Title :
Detecting Unknown Insider Threat Scenarios
Author :
Young, William T. ; Memory, Alex ; Goldberg, Henry G. ; Senator, Ted E.
Author_Institution :
Leidos, Inc., Arlington, VA, USA
Abstract :
This paper reports results from a set of experiments that evaluate an insider threat detection prototype on its ability to detect scenarios that have not previously been seen or contemplated by the developers of the system. We show the ability to detect a large variety of insider threat scenario instances imbedded in real data with no prior knowledge of what scenarios are present or when they occur. We report results of an ensemble-based, unsupervised technique for detecting potential insider threat instances over eight months of real monitored computer usage activity augmented with independently developed, unknown but realistic, insider threat scenarios that robustly achieves results within 5% of the best individual detectors identified after the fact. We explore factors that contribute to the success of the ensemble method, such as the number and variety of unsupervised detectors and the use of prior knowledge encoded in scenario-based detectors designed for known activity patterns.

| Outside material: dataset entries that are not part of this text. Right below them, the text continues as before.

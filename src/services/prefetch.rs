//! Bulk per-account reads taken before planning.
//!
//! A point-in-time snapshot: labels, live ads per group and group labels are
//! fetched concurrently, in chunks. A chunk that fails is logged and its
//! groups are recorded as unreadable; callers must not act on those groups.

use std::collections::{BTreeSet, HashMap};

use crate::models::remote::{LabelMap, RemoteAd, RemoteGroup, SearchQuery, SearchRow};
use crate::services::ads_api::ApiError;
use crate::services::batcher::MutationBatcher;

/// An ad row whose labels are still remote resources.
#[derive(Debug, Clone)]
struct RawAd {
    ad: RemoteAd,
    label_resources: Vec<String>,
}

#[derive(Debug, Clone, Default)]
pub struct PrefetchCache {
    pub labels: LabelMap,
    pub groups: HashMap<String, RemoteGroup>,
    /// Prefetch chunks that could not be read.
    pub failed_chunks: usize,
    /// Groups in a failed chunk. They have no entry in `groups`.
    pub unreadable: BTreeSet<String>,
}

impl PrefetchCache {
    /// Read everything the planner needs for `group_resources`.
    ///
    /// Fails only when the label list itself cannot be read.
    pub async fn load(
        batcher: &MutationBatcher,
        customer_id: &str,
        group_resources: &[String],
        chunk_size: usize,
    ) -> Result<Self, ApiError> {
        let (labels, ads, group_labels) = tokio::join!(
            fetch_labels(batcher, customer_id),
            fetch_existing_ads(batcher, customer_id, group_resources, chunk_size),
            fetch_done_labels(batcher, customer_id, group_resources, chunk_size),
        );
        let labels = labels?;
        let (ads, ad_failures) = ads;
        let (group_labels, label_failures) = group_labels;

        let mut cache = Self::assemble(labels, group_resources, ads, group_labels);
        cache.failed_chunks = ad_failures.len() + label_failures.len();
        for group in ad_failures.into_iter().chain(label_failures).flatten() {
            cache.groups.remove(&group);
            cache.unreadable.insert(group);
        }

        tracing::info!(
            customer_id,
            labels = cache.labels.len(),
            groups = cache.groups.len(),
            ads = cache.groups.values().map(|g| g.live_ads.len()).sum::<usize>(),
            failed_chunks = cache.failed_chunks,
            unreadable_groups = cache.unreadable.len(),
            "Prefetch complete"
        );
        Ok(cache)
    }

    /// Read every live ad of the account, without group labels.
    pub async fn load_account_ads(
        batcher: &MutationBatcher,
        customer_id: &str,
    ) -> Result<Self, ApiError> {
        let (labels, rows) = tokio::join!(
            fetch_labels(batcher, customer_id),
            batcher.search(customer_id, &SearchQuery::AllAds),
        );
        let labels = labels?;
        let ads = decode_ads(rows?);
        let groups: Vec<String> = ads
            .iter()
            .map(|raw| raw.ad.group_resource.clone())
            .collect::<BTreeSet<_>>()
            .into_iter()
            .collect();
        Ok(Self::assemble(labels, &groups, ads, HashMap::new()))
    }

    fn assemble(
        labels: LabelMap,
        group_resources: &[String],
        ads: Vec<RawAd>,
        group_labels: HashMap<String, BTreeSet<String>>,
    ) -> Self {
        let names = labels.reverse();

        let mut groups: HashMap<String, RemoteGroup> = group_resources
            .iter()
            .map(|g| (g.clone(), RemoteGroup::new(g.clone())))
            .collect();

        for raw in ads {
            let mut ad = raw.ad;
            ad.labels = resolve_names(&names, &raw.label_resources);
            let group = ad.group_resource.clone();
            groups
                .entry(group.clone())
                .or_insert_with(|| RemoteGroup::new(group))
                .live_ads
                .push(ad);
        }

        for (group, resources) in group_labels {
            groups
                .entry(group.clone())
                .or_insert_with(|| RemoteGroup::new(group))
                .labels = resolve_names(&names, &resources);
        }

        Self {
            labels,
            groups,
            failed_chunks: 0,
            unreadable: BTreeSet::new(),
        }
    }

    pub fn group(&self, group_resource: &str) -> Option<&RemoteGroup> {
        self.groups.get(group_resource)
    }

    /// False when the group's chunk failed and its state is unknown.
    pub fn is_readable(&self, group_resource: &str) -> bool {
        !self.unreadable.contains(group_resource)
    }

    pub fn group_mut(&mut self, group_resource: &str) -> &mut RemoteGroup {
        self.groups
            .entry(group_resource.to_string())
            .or_insert_with(|| RemoteGroup::new(group_resource))
    }

    /// Group → best ad (enabled over paused, first in query order).
    pub fn best_ads(&self) -> HashMap<&str, &RemoteAd> {
        self.groups
            .iter()
            .filter_map(|(g, group)| group.best_ad().map(|ad| (g.as_str(), ad)))
            .collect()
    }
}

pub async fn fetch_labels(batcher: &MutationBatcher, customer_id: &str) -> Result<LabelMap, ApiError> {
    let rows = batcher.search(customer_id, &SearchQuery::Labels).await?;
    let mut labels = LabelMap::default();
    for row in rows {
        if let SearchRow::Label { resource, name } = row {
            labels.insert(name, resource);
        }
    }
    Ok(labels)
}

/// Live ads of the given groups, plus the groups of every failed chunk.
async fn fetch_existing_ads(
    batcher: &MutationBatcher,
    customer_id: &str,
    group_resources: &[String],
    chunk_size: usize,
) -> (Vec<RawAd>, Vec<Vec<String>>) {
    let mut ads = Vec::new();
    let mut failed = Vec::new();
    for (index, chunk) in group_resources.chunks(chunk_size.max(1)).enumerate() {
        let query = SearchQuery::AdsInGroups {
            groups: chunk.to_vec(),
        };
        match batcher.search(customer_id, &query).await {
            Ok(rows) => ads.extend(decode_ads(rows)),
            Err(err) => {
                failed.push(chunk.to_vec());
                tracing::warn!(customer_id, chunk = index, size = chunk.len(), error = %err, "Skipping ad prefetch chunk");
            }
        }
    }
    (ads, failed)
}

/// Label resources attached to each of the given groups, plus the groups of
/// every failed chunk.
async fn fetch_done_labels(
    batcher: &MutationBatcher,
    customer_id: &str,
    group_resources: &[String],
    chunk_size: usize,
) -> (HashMap<String, BTreeSet<String>>, Vec<Vec<String>>) {
    let mut labels: HashMap<String, BTreeSet<String>> = HashMap::new();
    let mut failed = Vec::new();
    for (index, chunk) in group_resources.chunks(chunk_size.max(1)).enumerate() {
        let query = SearchQuery::GroupLabels {
            groups: chunk.to_vec(),
        };
        match batcher.search(customer_id, &query).await {
            Ok(rows) => {
                for row in rows {
                    if let SearchRow::GroupLabel {
                        group_resource,
                        label_resource,
                    } = row
                    {
                        labels.entry(group_resource).or_default().insert(label_resource);
                    }
                }
            }
            Err(err) => {
                failed.push(chunk.to_vec());
                tracing::warn!(customer_id, chunk = index, size = chunk.len(), error = %err, "Skipping group label prefetch chunk");
            }
        }
    }
    (labels, failed)
}

/// Groups carrying any of the given label resources, with the matching labels.
pub async fn fetch_groups_with_labels(
    batcher: &MutationBatcher,
    customer_id: &str,
    label_resources: Vec<String>,
) -> Result<HashMap<String, BTreeSet<String>>, ApiError> {
    if label_resources.is_empty() {
        return Ok(HashMap::new());
    }
    let rows = batcher
        .search(customer_id, &SearchQuery::GroupsWithLabels { labels: label_resources })
        .await?;
    let mut groups: HashMap<String, BTreeSet<String>> = HashMap::new();
    for row in rows {
        if let SearchRow::GroupLabel {
            group_resource,
            label_resource,
        } = row
        {
            groups.entry(group_resource).or_default().insert(label_resource);
        }
    }
    Ok(groups)
}

fn resolve_names<'a>(
    names: &HashMap<String, String>,
    resources: impl IntoIterator<Item = &'a String>,
) -> BTreeSet<String> {
    resources
        .into_iter()
        .filter_map(|r| names.get(r).cloned())
        .collect()
}

fn decode_ads(rows: Vec<SearchRow>) -> Vec<RawAd> {
    rows.into_iter()
        .filter_map(|row| match row {
            SearchRow::Ad {
                resource,
                group_resource,
                status,
                content,
                labels,
            } => Some(RawAd {
                ad: RemoteAd {
                    resource,
                    group_resource,
                    status,
                    content,
                    labels: BTreeSet::new(),
                },
                label_resources: labels,
            }),
            _ => None,
        })
        .collect()
}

We report results over the entire period of the ensemble approach and of ablation experiments that remove the scenario-based detectors.
Keywords :
security of data; ablation experiments; ensemble method; ensemble-based unsupervised technique; insider threat detection prototype; potential insider threat instances; real monitored computer usage activity; scenario-based detectors; Computers; Detectors; Feature extraction; Monitoring; Organizations; Prototypes; Uniform resource locators; anomaly detection; experimental case study; insider threat; unsupervised ensembles;
Conference_Titel :
Security and Privacy Workshops (SPW), 2014 IEEE
Conference_Location :
San Jose, CA
DOI :
10.1109/SPW.2014.42